- Location: Miami Beach, Florida, U.S.
- Date: February 2, 1973; 53 years ago
- Attack type: Firebombing, arson
- Deaths: 3
- Injured: 139
- Perpetrator: Charles Reardon

= 1973 Miami Beach firebombing =

Attack in Miami, Florida

On February 2, 1973, a man walked into the crowded Concord Cafeteria in Miami Beach, Florida, poured gasoline out of a large jar, lit a match, ignited the gasoline, and ran out of the cafeteria. Three people were killed and 139 were injured, including many people who were severely burned.

==Location==

The Concord Cafeteria was located at 1921 Collins Avenue in Miami Beach. It was founded in 1947 by Morris Himelstein, who also owned and operated six Concord Cafeterias in New York City. It had 250 seats and served inexpensive, home style food to about 3000 diners a day, many of them retirees. It functioned as an informal social center as well as a restaurant.

==The attack==

On the night of February 2, 1973, a man walked into the cafeteria which was crowded with diners, poured gasoline out a jar, ignited it with a match, and ran out of the restaurant. Intense flames spread very rapidly. People attempted to escape but were obstructed by the turnstiles used to control access to the restaurant. A witness who was a worker at an adjoining restaurant said that he had "rushed out into the street and scores of old people were lying on the sidewalks and in the road moaning and screaming in lots of pain." Another witness said that he saw the interior of the restaurant in flames and "all the glass was broken and the front was gone." Victims were taken to four different hospitals suffering from burns and smoke inhalation, and fourteen people were in critical condition two days later. Three people died.

==The aftermath==

Twenty-two minutes after the fire began, 49-year-old Charles Reardon of Bal Harbour, Florida, walked into a police station, and said, "I've done something terrible. I've made a lot of people scream." After being questioned for 12 hours, Reardon was charged with arson and use of a destructive device. He was never prosecuted because he was found incompetent to be tried due to mental illness.

After several months of renovations, the Concord Cafeteria reopened. It was the last cafeteria in Miami Beach when it closed ten years later, in June, 1983.

Many lawsuits against the cafeteria were filed by victims, which were consolidated into a case called Concord Florida, Inc. v.
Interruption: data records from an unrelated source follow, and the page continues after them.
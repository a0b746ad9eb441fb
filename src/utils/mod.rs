pub mod random_code;
pub mod validate;

pub use random_code::generate_secret;
pub use validate::validate_email;
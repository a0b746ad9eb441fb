use crate::errors::Result;
use crate::models::FormFields;
use crate::models::professors::requests::ProfessorForm;
use crate::render::PageContext;
use crate::storage::Storage;

use super::ListPage;

pub(crate) async fn list(storage: &dyn Storage) -> Result<ListPage> {
    let rows = storage
        .list_professors()
        .await?
        .into_iter()
        .map(|p| (p.id, vec![p.last_first()]))
        .collect();

    Ok(ListPage {
        headers: &["Name"],
        rows,
    })
}

pub(crate) async fn form(storage: &dyn Storage, id: Option<i64>) -> Result<PageContext> {
    let mut context = PageContext::new();
    if let Some(id) = id {
        let professor = storage
            .get_professor(id)
            .await?
            .into_result(format!("professor {id}"))?;
        context.insert("first_name", professor.first_name);
        context.insert("last_name", professor.last_name);
    }
    Ok(context)
}

pub(crate) async fn save(storage: &dyn Storage, fields: &FormFields) -> Result<()> {
    let form = ProfessorForm::try_from(fields)?;
    storage.edit_professor(form, fields.id()?).await?;
    Ok(())
}
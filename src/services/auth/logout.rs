use actix_session::Session;
use actix_web::{HttpResponse, Result as ActixResult};

use crate::services::pages::redirect;

/// 处理登出
/// 清空会话后回到首页
pub async fn handle_logout(session: &Session) -> ActixResult<HttpResponse> {
    session.purge();
    Ok(redirect("/"))
}
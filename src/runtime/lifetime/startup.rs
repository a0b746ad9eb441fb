use std::sync::Arc;

use actix_web::cookie::Key;
use tracing::{debug, info, warn};

use crate::config::AppConfig;
use crate::errors::{PortalError, Result};
use crate::models::system::entities::KnownConfigKey;
use crate::storage::{Fetched, Storage};
use crate::utils::generate_secret;

/// 新生成密钥的长度，签名 Cookie 至少需要 64 字节
const SECRET_KEY_LENGTH: usize = 88;

pub struct StartupContext {
    pub storage: Arc<dyn Storage>,
    pub settings: RuntimeSettings,
}

/// 从数据库配置表加载的运行时设置
pub struct RuntimeSettings {
    pub secret_key: Key,
    pub session_lifetime_minutes: i64,
}

/// 读取配置项，不存在时写入默认值
async fn ensure_config(storage: &dyn Storage, key: KnownConfigKey) -> Result<String> {
    match storage.get_config(key.name()).await? {
        Fetched::NotFound => {
            let value = key
                .default_value()
                .map(str::to_string)
                .unwrap_or_else(|| generate_secret(SECRET_KEY_LENGTH));
            storage.create_config(key.name(), &value).await?;
            info!("Config {} not found, default value stored", key);
            Ok(value)
        }
        fetched => fetched.map(|entry| entry.value).into_result(key),
    }
}

/// 会话有效期（分钟），必须为正整数
fn parse_session_lifetime(value: &str) -> Result<i64> {
    match value.trim().parse::<i64>() {
        Ok(minutes) if minutes > 0 => Ok(minutes),
        _ => Err(PortalError::validation(format!(
            "{} must be a positive number of minutes, got '{value}'",
            KnownConfigKey::SessionLifetime
        ))),
    }
}

/// 确保配置行存在并转换为运行时设置
pub async fn bootstrap_settings(storage: &dyn Storage) -> Result<RuntimeSettings> {
    let secret = ensure_config(storage, KnownConfigKey::SecretKey).await?;
    let lifetime = ensure_config(storage, KnownConfigKey::SessionLifetime).await?;

    let secret_key = Key::try_from(secret.as_bytes()).map_err(|e| {
        PortalError::validation(format!("{} is too short: {e}", KnownConfigKey::SecretKey))
    })?;

    Ok(RuntimeSettings {
        secret_key,
        session_lifetime_minutes: parse_session_lifetime(&lifetime)?,
    })
}

/// 准备服务器启动的上下文
/// 包括存储连接、数据库迁移和运行时配置
pub async fn prepare_server_startup(config: &AppConfig) -> Result<StartupContext> {
    if rustls::crypto::ring::default_provider()
        .install_default()
        .is_err()
    {
        debug!("rustls crypto provider already installed");
    }

    let storage = crate::storage::create_storage(&config.database).await?;
    warn!("Storage backend initialized and migrations completed");

    let settings = bootstrap_settings(storage.as_ref()).await?;
    info!(
        "Runtime settings loaded, session lifetime {} minutes",
        settings.session_lifetime_minutes
    );

    Ok(StartupContext { storage, settings })
}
Lewin. The trial court found the restaurant liable in 1975 and a district appeals court agreed in 1977, ruling that by "failing to adequately protect its patrons from fire by providing proper safety measures such as emergency exits and signs indicating the location of said exits, appellant-Concord assumed the foreseeable risk that fire might someday trap its patrons leaving them without an escape route."